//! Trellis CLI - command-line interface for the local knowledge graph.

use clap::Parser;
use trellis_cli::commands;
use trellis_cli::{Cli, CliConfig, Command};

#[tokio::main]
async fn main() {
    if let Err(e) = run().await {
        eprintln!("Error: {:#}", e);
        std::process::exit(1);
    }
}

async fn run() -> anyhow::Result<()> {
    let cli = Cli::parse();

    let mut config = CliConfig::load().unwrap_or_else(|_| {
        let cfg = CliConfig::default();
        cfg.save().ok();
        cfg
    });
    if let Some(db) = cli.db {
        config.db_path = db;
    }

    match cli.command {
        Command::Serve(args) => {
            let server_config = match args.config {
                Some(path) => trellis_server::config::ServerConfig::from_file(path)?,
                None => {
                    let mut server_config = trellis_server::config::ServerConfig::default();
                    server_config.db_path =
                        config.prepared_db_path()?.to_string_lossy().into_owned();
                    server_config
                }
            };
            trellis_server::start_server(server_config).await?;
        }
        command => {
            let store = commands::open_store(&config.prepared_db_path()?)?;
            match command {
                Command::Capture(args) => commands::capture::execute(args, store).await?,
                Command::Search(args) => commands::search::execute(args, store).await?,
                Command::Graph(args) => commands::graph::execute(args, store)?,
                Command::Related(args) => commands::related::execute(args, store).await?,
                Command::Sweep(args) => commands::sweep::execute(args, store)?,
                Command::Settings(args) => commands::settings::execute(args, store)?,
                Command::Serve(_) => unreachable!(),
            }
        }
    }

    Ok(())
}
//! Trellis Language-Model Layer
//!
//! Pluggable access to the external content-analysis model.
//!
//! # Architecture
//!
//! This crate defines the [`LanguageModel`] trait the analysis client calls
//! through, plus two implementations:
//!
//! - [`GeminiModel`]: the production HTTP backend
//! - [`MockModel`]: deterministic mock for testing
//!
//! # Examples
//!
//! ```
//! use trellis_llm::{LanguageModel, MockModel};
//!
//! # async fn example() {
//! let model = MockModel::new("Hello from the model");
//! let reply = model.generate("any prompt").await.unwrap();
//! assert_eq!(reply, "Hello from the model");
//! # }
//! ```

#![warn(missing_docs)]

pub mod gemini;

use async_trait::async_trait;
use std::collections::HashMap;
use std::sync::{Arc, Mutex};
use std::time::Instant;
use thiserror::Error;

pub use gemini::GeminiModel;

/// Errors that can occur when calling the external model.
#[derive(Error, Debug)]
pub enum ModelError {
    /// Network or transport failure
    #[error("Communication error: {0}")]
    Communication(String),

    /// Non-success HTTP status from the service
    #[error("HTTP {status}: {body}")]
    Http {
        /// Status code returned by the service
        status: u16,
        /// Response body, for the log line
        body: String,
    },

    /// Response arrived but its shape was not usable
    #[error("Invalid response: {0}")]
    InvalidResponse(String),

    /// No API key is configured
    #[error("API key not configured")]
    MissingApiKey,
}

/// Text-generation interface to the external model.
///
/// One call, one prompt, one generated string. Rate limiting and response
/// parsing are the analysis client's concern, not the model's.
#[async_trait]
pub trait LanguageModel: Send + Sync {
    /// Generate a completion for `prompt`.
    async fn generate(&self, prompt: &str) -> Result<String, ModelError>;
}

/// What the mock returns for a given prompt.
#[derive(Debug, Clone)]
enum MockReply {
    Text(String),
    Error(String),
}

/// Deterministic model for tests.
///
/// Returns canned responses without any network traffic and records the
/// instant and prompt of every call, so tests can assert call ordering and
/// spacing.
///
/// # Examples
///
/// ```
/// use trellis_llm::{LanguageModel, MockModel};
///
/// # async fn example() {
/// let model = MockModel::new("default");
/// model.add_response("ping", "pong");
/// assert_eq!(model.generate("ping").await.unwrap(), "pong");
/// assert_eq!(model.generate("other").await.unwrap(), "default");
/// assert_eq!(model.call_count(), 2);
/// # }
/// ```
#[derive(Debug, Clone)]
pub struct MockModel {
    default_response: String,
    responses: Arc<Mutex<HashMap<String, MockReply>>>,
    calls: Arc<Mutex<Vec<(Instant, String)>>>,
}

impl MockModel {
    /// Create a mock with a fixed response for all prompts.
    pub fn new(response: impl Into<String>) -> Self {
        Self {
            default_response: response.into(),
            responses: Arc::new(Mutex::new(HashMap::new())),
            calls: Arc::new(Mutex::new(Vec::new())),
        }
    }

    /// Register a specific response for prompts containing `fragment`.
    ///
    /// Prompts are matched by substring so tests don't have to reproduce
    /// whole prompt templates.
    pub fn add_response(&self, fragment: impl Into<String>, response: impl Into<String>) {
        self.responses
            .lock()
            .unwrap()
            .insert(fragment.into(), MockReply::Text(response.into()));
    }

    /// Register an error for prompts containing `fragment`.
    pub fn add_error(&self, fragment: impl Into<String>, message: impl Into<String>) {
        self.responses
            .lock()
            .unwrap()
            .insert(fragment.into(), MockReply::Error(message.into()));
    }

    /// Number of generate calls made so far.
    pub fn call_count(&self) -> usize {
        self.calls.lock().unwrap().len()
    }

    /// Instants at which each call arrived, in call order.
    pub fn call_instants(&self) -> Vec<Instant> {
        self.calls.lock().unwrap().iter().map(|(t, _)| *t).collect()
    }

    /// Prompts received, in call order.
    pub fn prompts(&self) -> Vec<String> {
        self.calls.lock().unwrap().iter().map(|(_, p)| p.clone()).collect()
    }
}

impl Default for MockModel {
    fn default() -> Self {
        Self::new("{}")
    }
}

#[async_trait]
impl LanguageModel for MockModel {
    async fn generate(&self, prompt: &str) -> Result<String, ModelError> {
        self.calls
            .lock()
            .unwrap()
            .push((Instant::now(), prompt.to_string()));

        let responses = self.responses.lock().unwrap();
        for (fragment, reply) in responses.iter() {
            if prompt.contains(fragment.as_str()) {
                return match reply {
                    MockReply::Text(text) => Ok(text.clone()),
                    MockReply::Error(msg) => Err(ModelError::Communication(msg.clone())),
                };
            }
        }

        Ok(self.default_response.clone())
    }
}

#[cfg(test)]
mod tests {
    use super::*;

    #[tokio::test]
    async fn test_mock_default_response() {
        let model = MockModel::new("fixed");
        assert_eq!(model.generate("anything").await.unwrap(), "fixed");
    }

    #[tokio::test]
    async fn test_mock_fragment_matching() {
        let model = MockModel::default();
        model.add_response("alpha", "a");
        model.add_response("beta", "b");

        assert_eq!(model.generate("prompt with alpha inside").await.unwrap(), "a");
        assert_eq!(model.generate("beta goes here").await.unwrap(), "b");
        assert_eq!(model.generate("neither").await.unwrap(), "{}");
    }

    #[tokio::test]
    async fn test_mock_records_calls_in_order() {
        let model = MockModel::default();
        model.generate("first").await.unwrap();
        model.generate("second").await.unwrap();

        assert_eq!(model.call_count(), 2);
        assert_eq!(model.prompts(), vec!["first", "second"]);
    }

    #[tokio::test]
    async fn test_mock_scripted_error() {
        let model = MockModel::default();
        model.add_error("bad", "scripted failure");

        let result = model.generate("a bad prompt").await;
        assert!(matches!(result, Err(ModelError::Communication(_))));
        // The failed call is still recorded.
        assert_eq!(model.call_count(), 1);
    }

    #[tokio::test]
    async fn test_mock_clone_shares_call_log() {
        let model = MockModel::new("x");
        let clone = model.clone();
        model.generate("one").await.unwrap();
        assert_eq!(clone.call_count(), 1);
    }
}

++++++

_YOUR TASK:_ Within the entries above, find each line where "tests" appears; copy every one.

_RESPONSE BELOW:_
/// Deterministic model for tests.
/// instant and prompt of every call, so tests can assert call ordering and
    /// Prompts are matched by substring so tests don't have to reproduce
mod tests {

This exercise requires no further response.